Court Opinion

ID: 4506871
Source: CourtListenerOpinion
Date Created: 2020-02-12 17:00:25.247764+00
Date Added: 2024-06-11T15:37:40.603086
License: Public Domain

United States Court of Appeals
                            For the Eighth Circuit
                        ___________________________

                                No. 19-1443
                        ___________________________

                                  Aimee Lewis

                               Plaintiff - Appellant

                                        v.

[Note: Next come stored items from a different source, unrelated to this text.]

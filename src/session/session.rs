//! Per-connection agent session actor
//!
//! Protocol endpoint for one live bidirectional connection. Decodes and
//! validates inbound frames, drives the queue and the agent state machine,
//! enforces heartbeats and the violation budget, relays outbound pushes,
//! and reconciles in-flight tasks on reconnect.

use crate::agents::AgentFsmHandle;
use crate::config::{HubConfig, MAX_WAKE_ATTEMPTS, PROTOCOL_VERSION};
use crate::domain_types::{AgentId, CapabilityName, EpochMillis, Generation, TaskId};
use crate::events::{EventBus, event, topic};
use crate::queue::{CompletionOutcome, QueueError, RecoverOutcome, TaskQueueHandle};
use crate::session::backoff::ViolationBackoff;
use crate::session::protocol::{InboundFrame, OutboundFrame, parse_inbound};
use crate::session::registry::{SessionCommand, SessionRegistry, SessionSender};
use async_trait::async_trait;
use serde_json::{Value, json};
use std::collections::{HashMap, HashSet};
use std::sync::Arc;
use std::time::Duration;
use thiserror::Error;
use tokio::sync::mpsc;
use tokio::task::JoinHandle;
use tracing::{debug, info, warn};
use uuid::Uuid;

/// Transport-level failure
#[derive(Debug, Error)]
#[error("transport error: {message}")]
pub struct TransportError {
    pub message: String,
}

impl TransportError {
    /// Wraps any transport failure
    pub fn new(message: impl Into<String>) -> Self {
        Self {
            message: message.into(),
        }
    }
}

/// One bidirectional text-frame stream
///
/// The session owns the hub side; WebSocket and in-process channel
/// implementations both satisfy this.
#[async_trait]
pub trait FrameTransport: Send {
    /// Sends one encoded frame
    async fn send(&mut self, text: String) -> Result<(), TransportError>;

    /// Receives the next frame; `None` when the peer closed
    async fn recv(&mut self) -> Option<Result<String, TransportError>>;

    /// Closes the stream
    async fn close(&mut self);
}

/// Token validation seam, owned by an external auth collaborator
#[async_trait]
pub trait AuthValidator: Send + Sync {
    async fn validate(&self, agent_id: &str, token: &str) -> bool;
}

/// Default validator: any non-empty token is accepted
#[derive(Debug, Clone, Default)]
pub struct AllowAllAuth;

#[async_trait]
impl AuthValidator for AllowAllAuth {
    async fn validate(&self, _agent_id: &str, token: &str) -> bool {
        !token.is_empty()
    }
}

/// Sink for `resource_report` frames, owned by an external metrics
/// collaborator
#[async_trait]
pub trait MetricsSink: Send + Sync {
    async fn record_resources(&self, agent_id: &AgentId, metrics: &HashMap<String, Value>);
}

/// Default sink: logs at debug
#[derive(Debug, Clone, Default)]
pub struct LogMetricsSink;

#[async_trait]
impl MetricsSink for LogMetricsSink {
    async fn record_resources(&self, agent_id: &AgentId, metrics: &HashMap<String, Value>) {
        debug!(agent_id = %agent_id, count = metrics.len(), "resource report");
    }
}

/// Dependencies shared by every session
#[derive(Clone)]
pub struct SessionContext {
    pub queue: TaskQueueHandle,
    pub fsm: AgentFsmHandle,
    pub bus: EventBus,
    pub registry: SessionRegistry,
    pub backoff: ViolationBackoff,
    pub auth: Arc<dyn AuthValidator>,
    pub metrics: Arc<dyn MetricsSink>,
    pub config: HubConfig,
}

/// Why a session ended
#[derive(Debug, Clone, Copy, PartialEq, Eq)]
enum CloseReason {
    PeerClosed,
    Unauthorized,
    Cooldown,
    TooManyViolations,
    HeartbeatLost,
    Superseded,
    HubClosed,
}

/// Sliding violation window
struct ViolationWindow {
    window_start: EpochMillis,
    count: u32,
    window_ms: u64,
    threshold: u32,
}

impl ViolationWindow {
    fn new(window_ms: u64, threshold: u32) -> Self {
        Self {
            window_start: EpochMillis::now(),
            count: 0,
            window_ms,
            threshold,
        }
    }

    /// Counts one violation; true when the budget is exhausted
    fn note(&mut self) -> bool {
        let now = EpochMillis::now();
        if self.window_start.elapsed_until(now) > self.window_ms {
            self.window_start = now;
            self.count = 0;
        }
        self.count += 1;
        self.count >= self.threshold
    }
}

/// One live agent session
pub struct AgentSession<T: FrameTransport> {
    ctx: SessionContext,
    transport: T,
    session_id: Uuid,
    rx: mpsc::Receiver<SessionCommand>,
    sender: SessionSender,
    agent_id: Option<AgentId>,
    task_generations: HashMap<TaskId, Generation>,
    violations: ViolationWindow,
    missed_pongs: u32,
    pong_due: Option<tokio::time::Instant>,
}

  Seventh Circuit Court - South Dakota Unified Judicial System, individual and
 official capacity; Rapid City Police Department, individual and official capacity;
 Pennington County Sheriff's Department, individual and official capacity; Debra
    Diana Watson, Watson Law Office, P.C. in individual and official capacity;
Joshua Gednalske, individual and official capacity; Dwayne Gednalske, individual
      and official capacity; Janice Gednalske, individual and official capacity

                             Defendants - Appellees
                                 ____________

                     Appeal from United States District Court
                   for the District of South Dakota - Rapid City
                                    ____________

                           Submitted: January 29, 2020
                            Filed: February 12, 2020
                                 [Unpublished]
                                 ____________

Before SHEPHERD, STRAS, and KOBES, Circuit Judges.
                           ____________

PER CURIAM.
       Aimee Lewis appeals the district court’s1 dismissal, under Younger v. Harris,
401 U.S. 37 (1971), of her 42 U.S.C. § 1983 complaint alleging violations of her
constitutional rights in a pending state court custody action. Upon review, we find
that the district court did not abuse its discretion in abstaining under Younger. See
Sprint Commc’ns, Inc. v. Jacobs, 571 U.S. 69, 78 (2013) (Younger abstention applies
in state civil proceedings involving orders uniquely in furtherance of state courts’
ability to perform their judicial functions); Middlesex Cty. Ethics Comm. v. Garden
State Bar Ass’n, 457 U.S. 423, 432 (1982) (Younger abstention requires that state
proceeding is judicial, implicates important state interests, and provides adequate
opportunity to raise constitutional challenges); see also Minn. Living Assistance, Inc.
v. Peterson, 899 F.3d 548, 551 (8th Cir. 2018) (abuse of discretion review of district
court’s decision to abstain under Younger; court abuses its discretion when it makes
error of law). We conclude that there is no merit to the contentions that Younger
abstention was unavailable because of Federal Rule of Civil Procedure 24 or because
this case involves an assertion of Lewis’s federal constitutional rights. Moore v.
Sims, 442 U.S. 415, 435 (1979) (approving application of Younger abstention in
child-welfare litigation in the face of federal constitutional claims); see Disability
Advocates, Inc. v. New York Coal. for Quality Assisted Living, Inc., 675 F.3d 149,
160 (2d Cir. 2012) (intervention does not provide a basis for jurisdiction and cannot
be used to circumvent Younger abstention).

      The judgment is affirmed. See 8th Cir. R. 47B.
                     ______________________________

      1
       The Honorable Jeffrey L. Viken, United States District Judge for the District
of South Dakota, adopting the report and recommendations of the Honorable Daneta
Wollmann, United States Magistrate Judge for the District of South Dakota.